Reader Commentaries:
Controversy at the Bear’s Lair Food Court
By Nad Permaul
Thursday November 19, 2009
The other vendor who accepted the terms in June had a full month to express his concerns and did not. Then, yesterday, two days before his deadline to sign, comes an announcement of a strike in conjunction with the vendor who did not accept the board’s offer in June and was aware that by doing so she had forfeited her right to an extension.
The Tully’s contract was negotiated and approved by the board in advance of the terms offered to the food court vendors. All leases are discrete and distinct, based on a variety of factors, costs of improvements, risk, location, and other conditions. The Tully’s lease was approved just as the economy crashed, they paid for substantial improvements to the location to make it meet the campus requirements, and they were assuming a risk in a new business location that was untested. The board voted to approve the terms unanimously on Sept. 23, 2008.

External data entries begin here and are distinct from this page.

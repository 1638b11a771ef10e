//! Full flows against running servers.
//!
//! These tests require:
//! - A migrated `PostgreSQL` database with a published product (`synclune-cli migrate`)
//! - The storefront (`synclune-storefront`) and back-office (`synclune-admin`) running
//! - `ADMIN_TEST_EMAIL` / `ADMIN_TEST_PASSWORD` for an account promoted with
//!   `synclune-cli admin promote`
//!
//! Run with: cargo test -p synclune-integration-tests -- --ignored

use reqwest::{Client, StatusCode};
use serde_json::{Value, json};
use synclune_integration_tests::live_url;

fn storefront_url() -> String {
    live_url("STOREFRONT_BASE_URL", "http://localhost:3000")
}

fn admin_url() -> String {
    live_url("ADMIN_BASE_URL", "http://localhost:3001")
}

fn client() -> Client {
    Client::builder()
        .cookie_store(true)
        .build()
        .expect("Failed to create HTTP client")
}

async fn admin_client() -> Client {
    let client = client();
    let email = std::env::var("ADMIN_TEST_EMAIL").expect("ADMIN_TEST_EMAIL not set");
    let password = std::env::var("ADMIN_TEST_PASSWORD").expect("ADMIN_TEST_PASSWORD not set");

    let resp = client
        .post(format!("{}/auth/login", admin_url()))
        .json(&json!({ "email": email, "password": password }))
        .send()
        .await
        .expect("Failed to log in");
    assert_eq!(resp.status(), StatusCode::OK);
    client
}

#[tokio::test]
#[ignore = "Requires running storefront and a seeded catalog"]
async fn test_anonymous_cart_flow() {
    let client = client();
    let base = storefront_url();

    let page: Value = client
        .get(format!("{base}/products?per_page=1"))
        .send()
        .await
        .expect("Failed to list products")
        .json()
        .await
        .expect("Invalid product page");
    let slug = page["items"][0]["slug"].as_str().expect("No published product");

    let detail: Value = client
        .get(format!("{base}/products/{slug}"))
        .send()
        .await
        .expect("Failed to load product")
        .json()
        .await
        .expect("Invalid product detail");
    let sku_id = detail["skus"][0]["id"].as_i64().expect("Product without SKU");

    let resp = client
        .post(format!("{base}/cart/items"))
        .json(&json!({ "sku_id": sku_id, "quantity": 1 }))
        .send()
        .await
        .expect("Failed to add to cart");
    assert_eq!(resp.status(), StatusCode::OK);

    let count: Value = client
        .get(format!("{base}/cart/count"))
        .send()
        .await
        .expect("Failed to count cart")
        .json()
        .await
        .expect("Invalid cart count");
    assert_eq!(count["count"], 1);
}

#[tokio::test]
#[ignore = "Requires running back-office and an admin account"]
async fn test_admin_session() {
    let client = admin_client().await;
    let base = admin_url();

    let me: Value = client
        .get(format!("{base}/auth/me"))
        .send()
        .await
        .expect("Failed to get session user")
        .json()
        .await
        .expect("Invalid session user");
    assert_eq!(me["role"], "admin");

    let resp = client
        .get(format!("{base}/orders?per_page=5"))
        .send()
        .await
        .expect("Failed to list orders");
    assert_eq!(resp.status(), StatusCode::OK);
    let page: Value = resp.json().await.expect("Invalid order page");
    assert_eq!(page["per_page"], 5);

    let resp = client
        .post(format!("{base}/auth/logout"))
        .send()
        .await
        .expect("Failed to log out");
    assert_eq!(resp.status(), StatusCode::OK);

    let resp = client
        .get(format!("{base}/orders"))
        .send()
        .await
        .expect("Failed to reach orders");
    assert_eq!(resp.status(), StatusCode::UNAUTHORIZED);
}

#[tokio::test]
#[ignore = "Requires running back-office and an admin account"]
async fn test_discount_lifecycle() {
    let client = admin_client().await;
    let base = admin_url();
    let code = format!("ITEST{}", chrono::Utc::now().timestamp() % 100_000);

    let created: Value = client
        .post(format!("{base}/discounts"))
        .json(&json!({ "code": code, "discount_type": "percentage", "value": 15 }))
        .send()
        .await
        .expect("Failed to create discount")
        .json()
        .await
        .expect("Invalid discount");
    assert_eq!(created["status"], "success");
    let id = created["data"]["id"].as_i64().expect("Discount without id");

    // The same code cannot be created twice.
    let resp = client
        .post(format!("{base}/discounts"))
        .json(&json!({ "code": code, "discount_type": "fixed_amount", "value": 500 }))
        .send()
        .await
        .expect("Failed to post duplicate");
    assert_eq!(resp.status(), StatusCode::UNPROCESSABLE_ENTITY);

    let toggled: Value = client
        .post(format!("{base}/discounts/{id}/toggle"))
        .send()
        .await
        .expect("Failed to toggle")
        .json()
        .await
        .expect("Invalid discount");
    assert_eq!(toggled["data"]["is_active"], false);

    let resp = client
        .delete(format!("{base}/discounts/{id}"))
        .send()
        .await
        .expect("Failed to delete");
    assert_eq!(resp.status(), StatusCode::OK);
}
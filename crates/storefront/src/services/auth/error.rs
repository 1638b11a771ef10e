//! Authentication error types.

use thiserror::Error;

use crate::db::RepositoryError;

/// Errors that can occur during authentication operations.
#[derive(Debug, Error)]
pub enum AuthError {
    /// Invalid email format.
    #[error("invalid email: {0}")]
    InvalidEmail(#[from] synclune_core::EmailError),

    /// Invalid credentials (wrong password or unknown user).
    #[error("invalid credentials")]
    InvalidCredentials,

    /// The account was anonymized and can no longer sign in.
    #[error("account closed")]
    AccountClosed,

    /// User already exists.
    #[error("user already exists")]
    UserAlreadyExists,

    /// Password too weak or invalid.
    #[error("password validation failed: {0}")]
    WeakPassword(String),

    /// Display name missing or too long.
    #[error("invalid name")]
    InvalidName,

    /// Repository/database error.
    #[error("database error: {0}")]
    Repository(#[from] RepositoryError),

    /// Password hashing error.
    #[error("password hashing error")]
    PasswordHash,
}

Each of the Bear’s Lair vendors spoke to the board months later, in May 2009, insisting that they would be happy to make significant physical improvements and pay larger rents to remain in their locations. Based on those promises, the board overturned its December 2008 decision to go out to bid on all the spaces and agreed to negotiate new terms for an extension of the vendors’ leases. A subcommittee of the board, made up entirely of students, discussed the terms and presented them to the board. The board adopted the new terms, and the offers were made in June 2009 well after the Tully’s lease had been negotiated and approved. One of the vendors has lived up to his commitment to sign the lease and to his statements to the board last spring. The Bear’s Lair vendors proposing the strike have ovens and hoods that allow them to cook on site and create costs for them that vendors such as the Coffee Spot and Tully’s do not pay at their current locations. These critical amenities (they are the only vendor spaces where cooking can take place on site) also make their sites much more attractive in the marketplace. A recent proposed vendor, who did not get board approval, was willing to pay almost $1,000,000 for physical improvements to get similar conditions for its proposed site.
If you have questions about the decisions made by the board, you should speak to the board chair, Nish Rajan.
Nad Permaul is director of the ASUC Auxiliary.